◆ **SUPPLIED DATA**
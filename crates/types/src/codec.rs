// Path: crates/types/src/codec.rs

//! The canonical, deterministic binary codec for consensus-critical data.
//!
//! Headers, transactions and migration extra-data are encoded with
//! `parity-scale-codec` (SCALE). Hashes of those structures are always taken
//! over this encoding so every component agrees on the same bytes.

use crate::primitives::{keccak256, H256};
use parity_scale_codec::{Decode, DecodeAll, Encode};

/// Encodes a value into its canonical byte representation.
pub fn to_bytes_canonical<T: Encode>(v: &T) -> Vec<u8> {
    v.encode()
}

/// Decodes a value from its canonical byte representation.
///
/// Trailing bytes are rejected.
pub fn from_bytes_canonical<T: Decode>(b: &[u8]) -> Result<T, String> {
    T::decode_all(&mut &*b).map_err(|e| format!("canonical decode failed: {}", e))
}

/// Keccak-256 over the canonical encoding of `v`.
pub fn canonical_hash<T: Encode>(v: &T) -> H256 {
    keccak256(v.encode())
}
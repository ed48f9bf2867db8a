// Path: crates/api/src/transfer.rs

//! Blacklist and whitelist queries.
//!
//! Both sets live in the storage of dedicated system accounts, keyed by the
//! left-padded address. The executor consults [`can_transfer`] before moving
//! value, and the engine uses the same queries when draining.

use crate::state::StateDatabase;
use range_types::error::StateError;
use range_types::params::{BLACKLIST, WHITELIST};
use range_types::primitives::address_key;
use range_types::{Address, U256};

/// Whether `address` is in the consensus blacklist.
pub fn is_blacklisted<S: StateDatabase + ?Sized>(
    state: &S,
    address: &Address,
) -> Result<bool, StateError> {
    Ok(!state.storage(&BLACKLIST, &address_key(address))?.is_zero())
}

/// Whether `address` is in the consensus whitelist.
pub fn is_whitelisted<S: StateDatabase + ?Sized>(
    state: &S,
    address: &Address,
) -> Result<bool, StateError> {
    Ok(!state.storage(&WHITELIST, &address_key(address))?.is_zero())
}

/// Whether `address` may send `amount`.
///
/// The balance must cover the amount. A blacklisted sender may only move a
/// zero amount unless it is also whitelisted.
pub fn can_transfer<S: StateDatabase + ?Sized>(
    state: &S,
    address: &Address,
    amount: U256,
) -> Result<bool, StateError> {
    if state.balance(address)? < amount {
        return Ok(false);
    }
    if amount.is_zero() {
        return Ok(true);
    }
    Ok(!is_blacklisted(state, address)? || is_whitelisted(state, address)?)
}
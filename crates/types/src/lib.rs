// Path: crates/types/src/lib.rs
#![forbid(unsafe_code)]
#![deny(missing_docs)]
#![cfg_attr(
    not(test),
    deny(
        clippy::unwrap_used,
        clippy::expect_used,
        clippy::panic,
        clippy::todo,
        clippy::unimplemented,
        clippy::indexing_slicing
    )
)]

//! # Range Kernel Types
//!
//! This crate is the foundational library for the Range kernel, containing the
//! chain primitives, the fixed system contract address registry, the governance
//! contract ABIs, error types and configuration objects.
//!
//! ## Architectural Role
//!
//! As the base crate, `range-types` has minimal dependencies and is itself a
//! dependency for every other crate in the workspace. This structure prevents
//! circular dependencies and provides a stable, canonical definition for shared
//! types like `Header`, `Transaction`, `Receipt` and the error enums.

/// A top-level, crate-wide `Result` type alias with a default error type.
pub type Result<T, E = crate::error::ConsensusError> = std::result::Result<T, E>;

/// JSON ABIs of the governance contracts the engine talks to.
pub mod abi;
/// The canonical, deterministic binary codec for consensus-critical data.
pub mod codec;
/// Engine configuration loaded from TOML.
pub mod config;
/// A unified set of all error types used across the kernel.
pub mod error;
/// Block headers and blocks.
pub mod header;
/// Protocol constants: system contract addresses, gas figures and versioning.
pub mod params;
/// Hash, address and amount primitives plus Keccak-256 helpers.
pub mod primitives;
/// Receipts, logs and bloom construction.
pub mod receipt;
/// Transactions, their authorization kinds and execution messages.
pub mod transaction;

pub use primitives::{Address, Bloom, H256, U256};
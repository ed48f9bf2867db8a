// Path: crates/consensus/src/blacklist.rs

//! Blacklist and whitelist enforcement.
//!
//! The blacklist registry decides which accounts are frozen and which frozen
//! accounts are to be drained. The engine mirrors the frozen set into the
//! Blacklist account, keeps the Whitelist account equal to the fixed set of
//! system contracts, and moves the whole balance of every drainable account
//! to the Treasury.

use crate::abi::{decode_addresses, encode_call};
use crate::engine::{FinalizedLists, GovernanceCall, RangeEngine};
use crate::registry::mirror_addresses;
use range_api::chain::ChainReader;
use range_api::state::{StateDatabase, TemporaryBalance};
use range_api::transfer::{is_blacklisted, is_whitelisted};
use range_types::error::ConsensusError;
use range_types::header::Header;
use range_types::params::{
    BLACKLIST, BLACKLIST_REGISTRY, SYSTEM_CONTRACTS, SYSTEM_FAUCET, TREASURY, WHITELIST,
};
use range_types::receipt::Receipt;
use range_types::transaction::Transaction;
use range_types::{Address, U256};
use std::collections::HashSet;
use tracing::{debug, error, info, warn};

impl RangeEngine {
    fn query_registry(
        &self,
        chain: &dyn ChainReader,
        header: &Header,
        state: &mut dyn StateDatabase,
        method: &'static str,
    ) -> Result<Vec<Address>, ConsensusError> {
        let registry = &self.abis().blacklist_registry;
        let data = encode_call(registry, method, &[]).map_err(|e| {
            error!(target: "consensus", "Fail to prepare {}() call: {}", method, e);
            e
        })?;
        let result = self
            .call_readonly(
                chain,
                header,
                state,
                GovernanceCall {
                    from: BLACKLIST_REGISTRY,
                    to: BLACKLIST_REGISTRY,
                    gas: self.config().unlimited_gas,
                    method,
                    data,
                },
            )
            .map_err(|e| {
                error!(target: "consensus", "Failed in {}() call: {}", method, e);
                e
            })?;
        if result.gas_used > self.config().call_gas {
            warn!(
                target: "consensus",
                gas_used = result.gas_used,
                call_gas = self.config().call_gas,
                "BlacklistRegistry::{}() took excessive gas", method
            );
        }
        let addresses = decode_addresses(registry, method, &result.output).map_err(|e| {
            error!(target: "consensus", "Failed to unpack {}() call: {}", method, e);
            e
        })?;
        Ok(addresses)
    }

    /// Mirrors the registry's blocked set into the Blacklist account and the
    /// system contract set into the Whitelist account. Both are full
    /// reconciliations.
    pub fn process_blacklists(
        &self,
        chain: &dyn ChainReader,
        header: &Header,
        state: &mut dyn StateDatabase,
    ) -> Result<(), ConsensusError> {
        let blocked = self.query_registry(chain, header, state, "enumerateBlocked")?;
        let blacklist = mirror_addresses(state, &BLACKLIST, &blocked, |addr| {
            info!(target: "consensus", address = ?addr, "Address blacklisted");
        })?;
        let whitelist = mirror_addresses(state, &WHITELIST, SYSTEM_CONTRACTS.iter(), |_| {})?;
        debug!(
            target: "consensus",
            blacklisted = blocked.len(),
            unblocked = blacklist.removed,
            whitelist_added = whitelist.added,
            "Blacklist synchronized"
        );
        Ok(())
    }

    /// Drains every drainable account to the Treasury.
    ///
    /// For each address the registry reports as drainable that is blacklisted,
    /// not whitelisted and holds a balance, the balance is debited directly
    /// and a consensus transaction from the system faucet credits the same
    /// amount to the Treasury. If that transfer reverts, the debit is undone
    /// before the receipt is taken, so value is never destroyed. The faucet
    /// is funded only for the duration of this call. Returns the lists
    /// unchanged when nothing is drained.
    pub fn process_drainable(
        &self,
        chain: &dyn ChainReader,
        header: &Header,
        state: &mut dyn StateDatabase,
        txs: Vec<Transaction>,
        receipts: Vec<Receipt>,
    ) -> Result<FinalizedLists, ConsensusError> {
        let mut faucet = TemporaryBalance::new(&mut *state, SYSTEM_FAUCET, U256::MAX >> 1)?;
        let drainable = self.query_registry(chain, header, &mut *faucet, "enumerateDrainable")?;

        let mut lists = (txs, receipts);
        let mut seen = HashSet::with_capacity(drainable.len());
        for address in drainable {
            if !seen.insert(address) {
                continue;
            }
            if !is_blacklisted(&*faucet, &address)? || is_whitelisted(&*faucet, &address)? {
                continue;
            }
            let balance = faucet.balance(&address)?;
            if balance.is_zero() {
                continue;
            }

            faucet.set_balance(&address, U256::zero())?;
            let tx = Transaction::new_call(
                faucet.nonce(&SYSTEM_FAUCET)?,
                TREASURY,
                balance,
                self.config().xfer_gas,
                Vec::new(),
            )
            .with_consensus_sender(SYSTEM_FAUCET);
            let result =
                self.execute_consensus_tx(chain, header, &mut *faucet, &tx, "drain", lists.0.len())?;
            if result.failed {
                // The Treasury never received the value; the account keeps it.
                faucet.set_balance(&address, balance)?;
                warn!(target: "consensus", address = ?address, amount = %balance, "Drain transfer reverted, balance restored");
            } else {
                info!(target: "consensus", address = ?address, amount = %balance, "Drained blacklisted balance");
            }
            self.append_consensus_tx(chain, header, &mut *faucet, tx, &result, &mut lists)?;
        }
        Ok(lists)
    }
}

◆ **WORK INSTRUCTIONS**
Report the number of lines in the records above that include "crates", leaving out any other words.

◆ **FINISHED TASK**
6